### Work instructions
Copy each line from the entries that the word "tier" appears in.

BEGIN

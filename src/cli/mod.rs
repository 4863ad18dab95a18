//! CLI interface for strike-shield
//!
//! Provides subcommands for:
//! - `run`: Drive the oracle aggregation and publish loop
//! - `quote`: Price a protection request
//! - `provide`: Estimate provider yield for a risk tier
//! - `config`: Show effective configuration

mod provide;
mod quote;
mod run;

pub use provide::ProvideArgs;
pub use quote::QuoteArgs;
pub use run::RunArgs;

use clap::{Parser, Subcommand};

#[derive(Parser, Debug)]
#[command(name = "strike-shield")]
#[command(about = "Price oracle and PUT-option pricing core for Bitcoin protection")]
#[command(version)]
pub struct Cli {
    #[command(subcommand)]
    pub command: Commands,

    /// Path to configuration file
    #[arg(short, long, default_value = "config.toml")]
    pub config: String,
}

#[derive(Subcommand, Debug)]
pub enum Commands {
    /// Drive the oracle aggregation and publish loop
    Run(RunArgs),
    /// Price a protection request
    Quote(QuoteArgs),
    /// Estimate provider yield for a risk tier
    Provide(ProvideArgs),
    /// Show effective configuration
    Config,
}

END

### Response below
//! - `provide`: Estimate provider yield for a risk tier
    /// Estimate provider yield for a risk tier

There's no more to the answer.